Data listing
-- Opening Marker --

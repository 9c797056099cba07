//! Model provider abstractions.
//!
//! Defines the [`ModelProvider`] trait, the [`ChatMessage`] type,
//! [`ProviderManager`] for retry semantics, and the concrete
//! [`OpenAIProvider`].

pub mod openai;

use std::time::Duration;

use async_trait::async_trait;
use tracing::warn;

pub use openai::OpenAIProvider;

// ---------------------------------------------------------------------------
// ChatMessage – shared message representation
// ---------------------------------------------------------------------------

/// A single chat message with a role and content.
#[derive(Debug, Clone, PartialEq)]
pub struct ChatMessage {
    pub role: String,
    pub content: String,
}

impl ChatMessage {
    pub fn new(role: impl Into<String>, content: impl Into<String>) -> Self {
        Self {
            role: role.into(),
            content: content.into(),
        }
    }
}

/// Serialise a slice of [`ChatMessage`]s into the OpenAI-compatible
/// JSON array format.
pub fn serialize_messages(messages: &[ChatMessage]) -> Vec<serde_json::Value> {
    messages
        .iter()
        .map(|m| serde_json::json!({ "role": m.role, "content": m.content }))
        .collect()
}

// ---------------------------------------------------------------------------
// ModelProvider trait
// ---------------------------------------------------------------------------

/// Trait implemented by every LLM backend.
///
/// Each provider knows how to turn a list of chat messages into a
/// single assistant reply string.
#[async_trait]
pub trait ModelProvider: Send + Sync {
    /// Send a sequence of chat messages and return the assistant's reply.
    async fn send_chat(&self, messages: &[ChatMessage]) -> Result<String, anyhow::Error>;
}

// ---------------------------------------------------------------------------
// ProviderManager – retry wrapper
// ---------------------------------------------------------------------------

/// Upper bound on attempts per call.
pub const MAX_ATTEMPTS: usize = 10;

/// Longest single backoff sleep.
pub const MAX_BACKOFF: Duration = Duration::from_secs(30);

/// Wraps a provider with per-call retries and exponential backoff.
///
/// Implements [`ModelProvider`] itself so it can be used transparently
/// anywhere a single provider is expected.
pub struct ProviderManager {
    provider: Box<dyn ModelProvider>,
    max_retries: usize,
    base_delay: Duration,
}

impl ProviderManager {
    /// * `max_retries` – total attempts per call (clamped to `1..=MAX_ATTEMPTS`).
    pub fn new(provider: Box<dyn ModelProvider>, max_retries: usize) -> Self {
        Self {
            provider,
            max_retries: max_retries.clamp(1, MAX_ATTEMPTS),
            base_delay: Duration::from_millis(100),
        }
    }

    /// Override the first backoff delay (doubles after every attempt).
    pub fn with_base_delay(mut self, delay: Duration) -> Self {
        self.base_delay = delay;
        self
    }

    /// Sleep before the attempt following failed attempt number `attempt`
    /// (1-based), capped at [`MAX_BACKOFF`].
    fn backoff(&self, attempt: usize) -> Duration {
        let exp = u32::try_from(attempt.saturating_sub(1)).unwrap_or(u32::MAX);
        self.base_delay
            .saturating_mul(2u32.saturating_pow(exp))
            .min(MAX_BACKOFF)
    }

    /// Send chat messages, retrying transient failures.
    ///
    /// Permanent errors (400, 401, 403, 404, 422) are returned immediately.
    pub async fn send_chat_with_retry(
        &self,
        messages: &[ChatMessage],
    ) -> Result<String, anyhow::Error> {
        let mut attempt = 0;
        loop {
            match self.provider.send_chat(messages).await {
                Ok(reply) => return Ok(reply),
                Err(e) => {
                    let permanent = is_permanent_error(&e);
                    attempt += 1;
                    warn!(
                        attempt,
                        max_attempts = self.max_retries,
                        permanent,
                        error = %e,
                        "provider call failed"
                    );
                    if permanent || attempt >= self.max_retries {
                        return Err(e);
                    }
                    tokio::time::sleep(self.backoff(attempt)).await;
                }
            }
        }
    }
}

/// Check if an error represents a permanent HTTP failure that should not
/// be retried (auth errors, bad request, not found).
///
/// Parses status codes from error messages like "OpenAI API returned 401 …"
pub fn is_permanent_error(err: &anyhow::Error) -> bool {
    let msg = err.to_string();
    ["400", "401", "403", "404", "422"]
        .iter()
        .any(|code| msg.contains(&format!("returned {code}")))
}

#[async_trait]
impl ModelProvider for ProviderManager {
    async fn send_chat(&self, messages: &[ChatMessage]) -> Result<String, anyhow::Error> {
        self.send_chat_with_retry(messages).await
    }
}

-- Closing Marker --
-- Opening Marker --

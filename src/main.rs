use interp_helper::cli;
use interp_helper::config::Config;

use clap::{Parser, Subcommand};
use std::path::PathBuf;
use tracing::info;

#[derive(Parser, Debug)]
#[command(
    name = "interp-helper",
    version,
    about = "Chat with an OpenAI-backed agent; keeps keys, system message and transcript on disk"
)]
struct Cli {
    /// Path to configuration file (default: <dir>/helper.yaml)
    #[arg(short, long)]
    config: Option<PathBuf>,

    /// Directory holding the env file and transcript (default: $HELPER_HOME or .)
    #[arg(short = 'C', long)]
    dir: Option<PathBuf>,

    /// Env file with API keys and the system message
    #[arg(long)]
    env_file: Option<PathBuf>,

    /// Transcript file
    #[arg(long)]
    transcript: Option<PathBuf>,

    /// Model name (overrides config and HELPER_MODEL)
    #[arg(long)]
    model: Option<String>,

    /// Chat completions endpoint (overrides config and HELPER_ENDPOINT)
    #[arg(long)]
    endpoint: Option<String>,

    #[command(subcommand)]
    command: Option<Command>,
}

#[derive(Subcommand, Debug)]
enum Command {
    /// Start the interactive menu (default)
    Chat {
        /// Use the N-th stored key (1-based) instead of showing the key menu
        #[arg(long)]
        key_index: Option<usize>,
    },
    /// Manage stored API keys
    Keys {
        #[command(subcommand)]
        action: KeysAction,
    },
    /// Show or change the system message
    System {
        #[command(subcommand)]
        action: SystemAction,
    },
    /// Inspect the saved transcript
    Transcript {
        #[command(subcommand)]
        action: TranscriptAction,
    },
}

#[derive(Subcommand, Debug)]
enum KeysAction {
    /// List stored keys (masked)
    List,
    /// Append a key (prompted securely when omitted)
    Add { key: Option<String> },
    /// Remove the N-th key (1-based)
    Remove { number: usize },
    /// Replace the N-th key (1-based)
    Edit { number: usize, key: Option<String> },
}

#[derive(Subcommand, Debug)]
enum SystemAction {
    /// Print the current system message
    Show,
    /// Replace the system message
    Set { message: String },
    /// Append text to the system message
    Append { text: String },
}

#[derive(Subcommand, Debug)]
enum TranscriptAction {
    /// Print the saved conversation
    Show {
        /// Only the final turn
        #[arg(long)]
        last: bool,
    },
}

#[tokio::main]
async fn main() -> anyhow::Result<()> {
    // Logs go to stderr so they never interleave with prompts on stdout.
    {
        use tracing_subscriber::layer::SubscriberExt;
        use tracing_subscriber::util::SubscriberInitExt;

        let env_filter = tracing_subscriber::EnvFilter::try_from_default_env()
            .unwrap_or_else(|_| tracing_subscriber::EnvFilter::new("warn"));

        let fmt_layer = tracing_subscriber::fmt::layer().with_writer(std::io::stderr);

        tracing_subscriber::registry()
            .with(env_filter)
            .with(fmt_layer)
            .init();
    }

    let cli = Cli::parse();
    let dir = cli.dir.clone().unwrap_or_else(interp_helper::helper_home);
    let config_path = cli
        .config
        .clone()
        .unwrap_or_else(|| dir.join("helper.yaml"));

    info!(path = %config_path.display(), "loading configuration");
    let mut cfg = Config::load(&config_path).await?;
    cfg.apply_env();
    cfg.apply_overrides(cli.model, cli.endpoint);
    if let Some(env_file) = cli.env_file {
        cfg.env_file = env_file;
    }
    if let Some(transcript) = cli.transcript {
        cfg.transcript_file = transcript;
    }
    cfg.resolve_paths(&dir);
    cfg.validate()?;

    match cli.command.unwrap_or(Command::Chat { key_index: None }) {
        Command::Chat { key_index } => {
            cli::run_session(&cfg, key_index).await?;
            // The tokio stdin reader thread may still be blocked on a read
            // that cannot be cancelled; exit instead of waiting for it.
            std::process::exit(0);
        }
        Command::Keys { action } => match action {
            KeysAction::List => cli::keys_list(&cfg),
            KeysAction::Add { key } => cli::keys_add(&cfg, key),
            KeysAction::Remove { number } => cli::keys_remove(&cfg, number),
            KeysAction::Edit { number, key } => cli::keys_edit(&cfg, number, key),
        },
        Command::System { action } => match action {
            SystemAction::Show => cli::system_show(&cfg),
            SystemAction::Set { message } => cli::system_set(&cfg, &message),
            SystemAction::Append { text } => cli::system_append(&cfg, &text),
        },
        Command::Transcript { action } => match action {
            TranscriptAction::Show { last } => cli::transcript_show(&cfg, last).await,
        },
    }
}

-- Closing Marker --

Task prompt
Copy whichever lines above contain the string "Replace".

Answer to the problem
    /// Replace the N-th key (1-based)
    /// Replace the system message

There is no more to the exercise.